|Support type:||Scholarships in Brazil - Scientific Initiation|
|Effective date (Start):||September 01, 2014|
|Effective date (End):||August 31, 2015|
|Field of knowledge:||Health Sciences - Dentistry - Dental Materials|
|Principal Investigator:||Josimeri Hebling Costa|
|Grantee:||Najila da Silva|
|Home Institution:||Faculdade de Odontologia (FOAr). Universidade Estadual Paulista (UNESP). Campus de Araraquara. Araraquara , SP, Brazil|
Due to inherent characteristics of the dentin substrate and the adhesive systems, the production of a longitudinally stable resin-dentin bond still challenges the clinical procedures and the researches in the field.

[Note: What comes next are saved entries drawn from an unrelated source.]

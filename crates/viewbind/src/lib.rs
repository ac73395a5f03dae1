//! # Viewbind - Shared View Engine for Composed Applications
//!
//! Viewbind binds the MiniJinja template engine to a host web framework so
//! that multiple independently configured sub-applications share one
//! rendering environment while each contributes its own template roots,
//! filters, globals, and per-request context data.
//!
//! It provides:
//!
//! - Multi-root template resolution with deterministic precedence across
//!   composed applications
//! - One shared, built-once environment with user filters and globals
//! - Per-request context processors merged into every render
//! - Two registration lifecycles: a one-shot API and a deferred API where
//!   sub-apps register before configuration exists
//!
//! This crate is framework-agnostic at its core: any type implementing the
//! [`Application`] capability set can be bound.
//!
//! ## Core Concepts
//!
//! - [`bind`]: the one-shot entry point, apps in, [`Views`] handle out
//! - [`Environment`]: the shared engine handle (`render` / `add_filter` /
//!   `add_global`)
//! - [`Config`]: escaping, whitespace, delimiters, loader behavior, filters,
//!   globals
//! - [`ctx_proc`]: per-request middleware running context processors
//! - [`Registry`] / [`Setup`]: deferred and immediate registration facades
//!   behind [`RegistrationFacade`]
//!
//! ## Quick Start
//!
//! ```rust,ignore
//! use viewbind::{app_ref, bind, BasicApp, Config};
//!
//! let app = app_ref(BasicApp::new(vec!["./templates".into()]));
//! let sub = app_ref(BasicApp::new(vec!["./subapp/templates".into()]));
//!
//! let views = bind(
//!     vec![app.clone(), sub],
//!     Config::new().autoescape(true).global("site", serde_json::json!("mysite")),
//! )?;
//!
//! // Per-request: res.render("index") in the host framework ends up here.
//! let html = app.borrow().render("index", Default::default(), &Default::default())?;
//! ```
//!
//! ## Template Resolution
//!
//! A view named `"foo"` resolves to `"foo.<ext>"` where `<ext>` is the
//! application's view-engine extension (defaulted to `"html"` at
//! registration when unset); names that already carry an extension are used
//! verbatim. Roots are searched in aggregate order — with [`bind`], the
//! first registered application's roots shadow later ones.
//!
//! ## Request Context
//!
//! ```rust,ignore
//! let views = bind(vec![app.clone()], Config::new())?;
//! let middleware = views.ctx_proc(vec![Rc::new(|_req, ctx| {
//!     ctx.insert("scripts".into(), serde_json::json!(["index.js"]));
//! })]);
//! // Host runs `middleware(&req, &mut locals)` per request, then renders
//! // with those locals; explicit render vars win over processor keys.
//! ```

mod app;
mod config;
mod context;
mod engine;
mod environment;
mod error;
mod facade;
mod future;
mod registry;
mod setup;

pub use app::{app_ref, AppRef, Application, BasicApp};
pub use config::{Config, FilterFn, LoaderFactory, TagDelimiters};
pub use context::{ctx_proc, ContextProcessor, RequestLocals, ViewContext};
pub use engine::{EngineCall, EngineFn, DEFAULT_EXT};
pub use environment::Environment;
pub use error::ViewError;
pub use facade::RegistrationFacade;
pub use future::Deferred;
pub use registry::Registry;
pub use setup::Setup;

// The loader surface, re-exported for integrations that inject their own.
pub use viewbind_loader::{FsLoader, LoadError, LoaderOptions, TemplateLoader, WatchLoader};

use std::path::PathBuf;

/// Handle returned by [`bind`]: the shared environment plus the middleware
/// factory.
#[derive(Debug, Clone)]
pub struct Views {
    /// The shared rendering environment.
    pub env: Environment,
}

impl Views {
    /// Builds per-request middleware over the given context processors.
    ///
    /// See [`ctx_proc`]; this is the same factory, hung off the handle for
    /// call sites that hold one.
    pub fn ctx_proc<R>(
        &self,
        processors: Vec<ContextProcessor<R>>,
    ) -> impl Fn(&R, &mut RequestLocals) {
        context::ctx_proc(processors)
    }
}

/// Binds one or more applications to a freshly built shared environment.
///
/// Template roots aggregate in application order: the first application's
/// roots are searched first, each application's own list order preserved.
/// Every application gets the environment's render callback installed under
/// its view-engine extension (defaulted to [`DEFAULT_EXT`] when unset).
///
/// # Errors
///
/// [`ViewError::NoApplications`] when `apps` is empty — raised before
/// anything is built, so nothing is left partially initialized. Loader and
/// configuration failures propagate from the build.
///
/// # Example
///
/// ```rust,ignore
/// let views = bind(vec![root.clone(), sub.clone()], Config::new())?;
/// views.env.add_global("version", serde_json::json!("1.0.0"));
/// ```
pub fn bind(apps: Vec<AppRef>, config: Config) -> Result<Views, ViewError> {
    if apps.is_empty() {
        return Err(ViewError::NoApplications);
    }

    let dirs: Vec<PathBuf> = apps
        .iter()
        .flat_map(|app| app.borrow().template_dirs())
        .collect();
    let env = environment::build_environment(dirs, &config)?;
    engine::install_engines(&apps, &env);

    Ok(Views { env })
}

Among the mechanisms proposed to diminish the degradation of the hybrid layer over time there is the collagen biomodification. That procedure aims at increasing the mechanical properties of collagen which in turn would become more resistent to both hydrolitic and enzymatic degradation. The innactivation of matrix metalloproteinases has also been proven efficient as a hybrid layer anti-degradation mechanism. Therefore, the aim of this study will be to evaluate the effect of carbodiimide (EDC)-containing experimental primers on the total metalloproteinases (MMPs) activity. A hundred and twenty dentin specimens (1x1x6 mm)will be cut from 40 sound permanent teeth. Half of the specimens (n=60) will be used to determine MMPs activity. The occlusal surface will be etched with 35% phosphoric acid for 15s, followed by water rinse and removal of the excess water. Then, the specimens will be randomly divided into 6 treatment groups (n=10): deionized water (control), 0,5 mol/L EDC, experimental primer (50% HEMA in water), experimental primer with EDC, Schotchbond MP (SBMP) primer and SBMP primer containing EDC. Total MMPs activity will be determined after the treatments by means of a colorimetric assay (SenSolyte). The remaining 10 specimens of each group will be used to evaluate dentin collagen degradation. These specimens will be completely demineralized in 10% phosphoric acid for 18h. Dry mass and hydroxyproline release will be evaluated before the treatments (same mentioned above) and 7 days after artificial saliva storage. Data from total MMPs activity, dry mass loss and HYP release will be submitted to statistical tests chosen according to the data distribution of each dataset and hemocedasticity. All statistical tests will be considered using the level of significance of 5%.